Pour Béthel Mandékor, spécialiste des questions géopolitiques en Afrique et dans le monde, la tournée africaine du ministre chinois des Affaires étrangères, Wang Yi, qui s’est achevée le 9 janvier dernier, témoigne d’un intérêt stratégique de la Chine pour l’Afrique, en plus de renforcer les liens diplomatiques et commerciaux entre Pékin et plusieurs pays du continent[1].
Plusieurs journalistes ont à cet égard analysé la visite du ministre chinois en Afrique en montrant comment chaque étape suivait une logique d’exploitation de ressources locales pour servir les intérêts de Pékin[2]. Alors que la Chine continue de s’implanter plus profondément en Afrique, des critiques émergent sur les méthodes employées, souvent perçues comme des formes d’exploitation, allant parfois jusqu’à des pratiques douteuses, voire de pillage.
L’Afrique, un réservoir de ressources pour la Chine
La tournée de Wang Yi intervient à un moment où la Chine intensifie ses efforts pour sécuriser son approvisionnement en ressources naturelles essentielles à son modèle économique. Faut-il le souligner, l’industrie chinoise dépend largement des ressources naturelles africaines, en particulier dans les secteurs de l’énergie et des technologies de pointe. Le cobalt, le lithium, le cuivre et d’autres minéraux, présents en grande quantité en Afrique, sont vitaux pour les industries chinoises, notamment celles liées à la fabrication de batteries et de véhicules électriques.

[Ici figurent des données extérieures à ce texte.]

//! Editable row lists for mappings and filters.
//!
//! Every row gets a `RowId` that stays attached to it for the life of the
//! session, so removing one row never changes which row another id names.

use std::fmt;
use std::str::FromStr;

use serde::{Deserialize, Serialize};

#[derive(Debug, Clone, Copy, PartialEq, Eq, Hash, PartialOrd, Ord, Serialize, Deserialize)]
#[serde(transparent)]
pub struct RowId(pub u64);

impl fmt::Display for RowId {
    fn fmt(&self, f: &mut fmt::Formatter<'_>) -> fmt::Result {
        write!(f, "{}", self.0)
    }
}

impl FromStr for RowId {
    type Err = String;

    fn from_str(s: &str) -> Result<Self, Self::Err> {
        s.trim()
            .trim_start_matches('#')
            .parse::<u64>()
            .map(RowId)
            .map_err(|_| format!("invalid row id '{s}'"))
    }
}

#[derive(Debug, Clone, PartialEq, Eq, Serialize, Deserialize)]
pub struct Row<T> {
    pub id: RowId,
    #[serde(flatten)]
    pub value: T,
}

#[derive(Debug, Clone, PartialEq, Eq, Serialize, Deserialize)]
pub struct RowList<T> {
    /// Next id to hand out. Ids are never reused, even after removal.
    next_id: u64,
    rows: Vec<Row<T>>,
}

impl<T> Default for RowList<T> {
    fn default() -> Self {
        Self {
            next_id: 1,
            rows: Vec::new(),
        }
    }
}

impl<T> RowList<T> {
    pub fn new() -> Self {
        Self::default()
    }

    pub fn push(&mut self, value: T) -> RowId {
        let id = RowId(self.next_id);
        self.next_id += 1;
        self.rows.push(Row { id, value });
        id
    }

    pub fn get(&self, id: RowId) -> Option<&T> {
        self.rows.iter().find(|r| r.id == id).map(|r| &r.value)
    }

    pub fn get_mut(&mut self, id: RowId) -> Option<&mut T> {
        self.rows.iter_mut().find(|r| r.id == id).map(|r| &mut r.value)
    }

    pub fn contains(&self, id: RowId) -> bool {
        self.rows.iter().any(|r| r.id == id)
    }

    pub fn position(&self, id: RowId) -> Option<usize> {
        self.rows.iter().position(|r| r.id == id)
    }

    /// Remove every row whose id is in `ids`. Unknown ids are ignored.
    /// Returns the removed values in their original list order.
    pub fn remove(&mut self, ids: &[RowId]) -> Vec<T> {
        let mut removed = Vec::new();
        let mut kept = Vec::with_capacity(self.rows.len());
        for row in self.rows.drain(..) {
            if ids.contains(&row.id) {
                removed.push(row.value);
            } else {
                kept.push(row);
            }
        }
        self.rows = kept;
        removed
    }

    /// Positional batch removal.
    ///
    /// All indices refer to the list as it was before the call; they are
    /// applied highest-first so one removal never shifts another. Duplicate
    /// and out-of-range indices are ignored. Returns the removed values in
    /// their original list order.
    pub fn remove_at(&mut self, indices: &[usize]) -> Vec<T> {
        let mut sorted: Vec<usize> = indices
            .iter()
            .copied()
            .filter(|&i| i < self.rows.len())
            .collect();
        sorted.sort_unstable();
        sorted.dedup();

        let mut removed = Vec::with_capacity(sorted.len());
        for &idx in sorted.iter().rev() {
            removed.push(self.rows.remove(idx).value);
        }
        removed.reverse();
        removed
    }

    pub fn iter(&self) -> std::slice::Iter<'_, Row<T>> {
        self.rows.iter()
    }

    pub fn values(&self) -> impl Iterator<Item = &T> {
        self.rows.iter().map(|r| &r.value)
    }

    pub fn ids(&self) -> impl Iterator<Item = RowId> + '_ {
        self.rows.iter().map(|r| r.id)
    }

    pub fn len(&self) -> usize {
        self.rows.len()
    }

    pub fn is_empty(&self) -> bool {
        self.rows.is_empty()
    }
}

impl<T> FromIterator<T> for RowList<T> {
    fn from_iter<I: IntoIterator<Item = T>>(iter: I) -> Self {
        let mut list = Self::new();
        for value in iter {
            list.push(value);
        }
        list
    }
}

La stratégie de la Chine repose en grande partie sur l’exploitation de ces ressources en Afrique, dans le cadre de contrats commerciaux et de projets d’infrastructure, souvent à travers des entreprises d’État. Ce modèle permet à Pékin de contrôler une part significative des matières premières nécessaires à sa croissance industrielle. Mais cette recherche incessante de ressources n’est pas sans conséquences, tant pour l’environnement que pour les populations locales.
Par cette visite de Wang Yi, en Namibie, au Congo, au Tchad[3] et au Nigeria[4], la Chine cible ainsi stratégiquement les minerais critiques (lithium[5], uranium, pétrole[6]), les terres rares et les ressources énergétiques, proposant des investissements massifs en infrastructures (projets ferroviaires[7], centrales électriques, barrages) comme monnaie d’échange pour un accès privilégié aux matières premières.
Cet impérialisme économique où les pays africains deviennent progressivement dépendants des investissements chinois, sans réel bénéfice à long terme[8]. Les projets d’infrastructure servent principalement les intérêts de Pékin : sécuriser des routes commerciales, faciliter l’extraction des ressources et étendre son influence géopolitique, tout en maintenant ces États dans une situation de subordination économique subtile mais efficace.
Une exploitation des ressources souvent critiquée
Si les investissements chinois en Afrique sont présentés comme un moyen de soutenir le développement du continent, leur impact soulève des inquiétudes croissantes. Des pratiques d’extraction peu scrupuleuses et une gestion négligente des ressources naturelles sont fréquemment signalées. Des rapports soulignent que certaines entreprises chinoises ne respectent pas toujours les normes environnementales ou sociales[9] en vigueur dans les pays africains[10].
Ces pratiques incluent, entre autres, des conditions de travail précaires, un faible respect des droits des travailleurs et des dégâts environnementaux importants, notamment dans les mines de cobalt en République Démocratique du Congo[11].
Les accords commerciaux entre la Chine et certains pays africains sont souvent accusés de favoriser les intérêts chinois au détriment des bénéfices pour les populations locales. Les autorités africaines, en quête de financement pour leurs projets d’infrastructure, signent parfois des contrats qui ne garantissent pas une gestion équitable des ressources.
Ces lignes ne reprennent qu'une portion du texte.